**The problem**
Find all lines with the word "path" in the material, then copy them.

**Data for the task**
════
// plotting/mod.rs
// Hand-off of sampled curves to charting and export consumers

use serde::{Deserialize, Serialize};
use std::str::FromStr;

pub mod export;

pub use export::{export_curve, ExportError};

/// Y-axis label shared by every curve.
pub const POTENTIAL_AXIS_LABEL: &str = "Potential (V)";

#[derive(Debug, Clone, Copy, PartialEq, Eq, Serialize, Deserialize)]
pub enum ExportFormat {
    Csv,
    Tsv,
    Json,
}

impl ExportFormat {
    pub fn extension(&self) -> &'static str {
        match self {
            ExportFormat::Csv => "csv",
            ExportFormat::Tsv => "tsv",
            ExportFormat::Json => "json",
        }
    }
}

impl FromStr for ExportFormat {
    type Err = String;

    fn from_str(s: &str) -> Result<Self, Self::Err> {
        match s.to_ascii_lowercase().as_str() {
            "csv" => Ok(ExportFormat::Csv),
            "tsv" => Ok(ExportFormat::Tsv),
            "json" => Ok(ExportFormat::Json),
            _ => Err(format!("Unknown export format: {}", s)),
        }
    }
}
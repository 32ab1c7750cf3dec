// experiment/catalog.rs
// Registry of experiment archetypes: the built-in set and TOML-loaded catalogs

use once_cell::sync::Lazy;
use serde::{Deserialize, Serialize};
use std::collections::HashSet;
use std::fs;
use std::path::Path;
use thiserror::Error;
use tracing::info;

use super::types::{ExperimentArchetype, ExperimentKind, KindTag};
use crate::error::EngineError;

#[derive(Debug, Error)]
pub enum CatalogError {
    #[error("catalog contains no experiments")]
    Empty,
    #[error("experiment id must not be blank")]
    InvalidId,
    #[error("duplicate experiment id '{0}'")]
    DuplicateId(String),
    #[error("experiment '{id}' has a non-finite {constant}")]
    InvalidConstant { id: String, constant: &'static str },
    #[error("galvanic experiment '{0}' must exchange at least one electron")]
    ZeroElectronCount(String),
    #[error("failed to read catalog file: {0}")]
    Io(#[from] std::io::Error),
    #[error("failed to parse catalog: {0}")]
    Parse(#[from] toml::de::Error),
}

/// On-disk layout: a list of `[[experiments]]` tables.
#[derive(Debug, Deserialize, Serialize)]
struct CatalogFile {
    experiments: Vec<ExperimentArchetype>,
}

/// Read-only set of archetypes. Construction checks every invariant up front.
#[derive(Clone, Debug, PartialEq)]
pub struct Catalog {
    archetypes: Vec<ExperimentArchetype>,
}

pub static BUILTIN_CATALOG: Lazy<Catalog> = Lazy::new(Catalog::builtin);

fn galvanic(id: &str, name: &str, anode: f64, cathode: f64, electrons: u32) -> ExperimentArchetype {
    ExperimentArchetype::new(
        id,
        name,
        ExperimentKind::Galvanic {
            anode_potential: anode,
            cathode_potential: cathode,
            electron_count: electrons,
        },
    )
}

impl Catalog {
    /// Standard reduction potentials (V vs SHE) and decomposition voltages from
    /// the usual textbook tables.
    pub fn builtin() -> Self {
        let archetypes = vec![
            galvanic("zn-cu", "Daniell Cell (Zn-Cu)", -0.76, 0.34, 2),
            galvanic("mg-cu", "Magnesium-Copper Cell (Mg-Cu)", -2.37, 0.34, 2),
            galvanic("fe-ag", "Iron-Silver Cell (Fe-Ag)", -0.44, 0.80, 2),
            galvanic("al-cu", "Aluminium-Copper Cell (Al-Cu)", -1.66, 0.34, 6),
            galvanic("ni-cu", "Nickel-Copper Cell (Ni-Cu)", -0.25, 0.34, 2),
            galvanic("pb-cu", "Lead-Copper Cell (Pb-Cu)", -0.13, 0.34, 2),
            ExperimentArchetype::new(
                "water-electrolysis",
                "Electrolysis of Water",
                ExperimentKind::Electrolysis {
                    required_voltage: 1.23,
                },
            ),
            ExperimentArchetype::new(
                "nacl-electrolysis",
                "Electrolysis of NaCl Solution",
                ExperimentKind::Electrolysis {
                    required_voltage: 2.2,
                },
            ),
            ExperimentArchetype::new(
                "kcl-bridge",
                "KCl Salt Bridge",
                ExperimentKind::IonicBridge {
                    resistance_factor: 0.02,
                },
            ),
        ];
        Self { archetypes }
    }

    pub fn new(archetypes: Vec<ExperimentArchetype>) -> Result<Self, CatalogError> {
        if archetypes.is_empty() {
            return Err(CatalogError::Empty);
        }
        let mut seen = HashSet::new();
        for archetype in &archetypes {
            if archetype.id.trim().is_empty() {
                return Err(CatalogError::InvalidId);
            }
            if !seen.insert(archetype.id.as_str()) {
                return Err(CatalogError::DuplicateId(archetype.id.clone()));
            }
            check_constants(archetype)?;
        }
        Ok(Self { archetypes })
    }

    pub fn from_toml_str(content: &str) -> Result<Self, CatalogError> {
        let file: CatalogFile = toml::from_str(content)?;
        let catalog = Self::new(file.experiments)?;
        info!(count = catalog.len(), "loaded experiment catalog");
        Ok(catalog)
    }

    pub fn from_file<P: AsRef<Path>>(path: P) -> Result<Self, CatalogError> {
        let content = fs::read_to_string(path)?;
        Self::from_toml_str(&content)
    }

    pub fn list(&self) -> &[ExperimentArchetype] {
        &self.archetypes
    }

    pub fn iter(&self) -> impl Iterator<Item = &ExperimentArchetype> {
        self.archetypes.iter()
    }

    pub fn of_kind(&self, tag: KindTag) -> impl Iterator<Item = &ExperimentArchetype> {
        self.archetypes.iter().filter(move |a| a.kind.tag() == tag)
    }

    pub fn find_by_id(&self, id: &str) -> Result<&ExperimentArchetype, EngineError> {
        self.archetypes
            .iter()
            .find(|a| a.id == id)
            .ok_or_else(|| EngineError::NotFound(id.to_string()))
    }

    pub fn len(&self) -> usize {
        self.archetypes.len()
    }

    pub fn is_empty(&self) -> bool {
        self.archetypes.is_empty()
    }
}

fn check_constants(archetype: &ExperimentArchetype) -> Result<(), CatalogError> {
    let invalid = |constant| CatalogError::InvalidConstant {
        id: archetype.id.clone(),
        constant,
    };
    match archetype.kind {
        ExperimentKind::Galvanic {
            anode_potential,
            cathode_potential,
            electron_count,
        } => {
            if !anode_potential.is_finite() {
                return Err(invalid("anode_potential"));
            }
            if !cathode_potential.is_finite() {
                return Err(invalid("cathode_potential"));
            }
            if electron_count == 0 {
                return Err(CatalogError::ZeroElectronCount(archetype.id.clone()));
            }
        }
        ExperimentKind::Electrolysis { required_voltage } => {
            if !required_voltage.is_finite() {
                return Err(invalid("required_voltage"));
            }
        }
        ExperimentKind::IonicBridge { resistance_factor } => {
            if !resistance_factor.is_finite() {
                return Err(invalid("resistance_factor"));
            }
        }
    }
    Ok(())
}
// experiment/mod.rs
// Experiment calculation core: catalog, validation, formulas, sampling, formatting
//
// Data flows one way:
// - `validate` binds an archetype's constants to a checked input set
// - `formula::evaluate` and `curve::sample` only accept the validated record
// - `formatter` turns the scalars into display rows

pub mod catalog;
pub mod curve;
pub mod formatter;
pub mod formula;
mod types;
mod validate;

pub use catalog::{Catalog, CatalogError, BUILTIN_CATALOG};
pub use formatter::{format_result, FormattedField};
pub use types::*;
pub use validate::validate;

#[cfg(test)]
mod tests;
// experiment/validate.rs
// Kind-specific domain checks run before any formula is evaluated

use super::types::{ExperimentArchetype, ExperimentKind, InputField, InputSet, ValidatedConditions};
use crate::error::{ValidationError, ValidationErrorKind};

// NaN and infinities fail both predicates.
fn is_positive(value: f64) -> bool {
    value.is_finite() && value > 0.0
}

fn is_non_negative(value: f64) -> bool {
    value.is_finite() && value >= 0.0
}

fn required(inputs: &InputSet, field: InputField) -> Result<f64, ValidationError> {
    inputs.get(field).ok_or_else(|| ValidationError::missing(field))
}

/// Check `inputs` against the archetype's rules and bind them to its constants.
///
/// Only the archetype's required fields are read. The first broken rule is
/// reported; nothing here panics for any `f64`.
pub fn validate(
    archetype: &ExperimentArchetype,
    inputs: &InputSet,
) -> Result<ValidatedConditions, ValidationError> {
    match archetype.kind {
        ExperimentKind::Galvanic {
            anode_potential,
            cathode_potential,
            electron_count,
        } => {
            let anode_concentration = required(inputs, InputField::AnodeConcentration)?;
            let cathode_concentration = required(inputs, InputField::CathodeConcentration)?;
            if !is_positive(anode_concentration) || !is_positive(cathode_concentration) {
                return Err(ValidationError::new(
                    ValidationErrorKind::NonPositiveConcentration,
                    "anode and cathode concentrations must be greater than zero",
                ));
            }
            Ok(ValidatedConditions::Galvanic {
                anode_potential,
                cathode_potential,
                electron_count,
                anode_concentration,
                cathode_concentration,
            })
        }
        ExperimentKind::Electrolysis { required_voltage } => {
            let applied_voltage = required(inputs, InputField::AppliedVoltage)?;
            let elapsed_time = required(inputs, InputField::ElapsedTime)?;
            if !(applied_voltage.is_finite() && applied_voltage >= required_voltage) {
                return Err(ValidationError::new(
                    ValidationErrorKind::InsufficientVoltage,
                    format!(
                        "applied voltage must be at least the {:.2} V needed for electrolysis",
                        required_voltage
                    ),
                ));
            }
            if !is_non_negative(elapsed_time) {
                return Err(ValidationError::new(
                    ValidationErrorKind::NegativeTime,
                    "elapsed time must not be negative",
                ));
            }
            Ok(ValidatedConditions::Electrolysis {
                required_voltage,
                applied_voltage,
                elapsed_time,
            })
        }
        ExperimentKind::IonicBridge { resistance_factor } => {
            let ion_concentration = required(inputs, InputField::IonConcentration)?;
            let conductivity = required(inputs, InputField::Conductivity)?;
            let distance = required(inputs, InputField::Distance)?;
            if !is_positive(ion_concentration) {
                return Err(ValidationError::new(
                    ValidationErrorKind::NonPositiveConcentration,
                    "ion concentration must be greater than zero",
                ));
            }
            if !is_positive(conductivity) {
                return Err(ValidationError::new(
                    ValidationErrorKind::NonPositiveConductivity,
                    "conductivity must be greater than zero",
                ));
            }
            if !is_non_negative(distance) {
                return Err(ValidationError::new(
                    ValidationErrorKind::NegativeDistance,
                    "distance must not be negative",
                ));
            }
            Ok(ValidatedConditions::IonicBridge {
                resistance_factor,
                ion_concentration,
                conductivity,
                distance,
            })
        }
    }
}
════
**Output below**
use std::path::Path;
    pub fn from_file<P: AsRef<Path>>(path: P) -> Result<Self, CatalogError> {
        let content = fs::read_to_string(path)?;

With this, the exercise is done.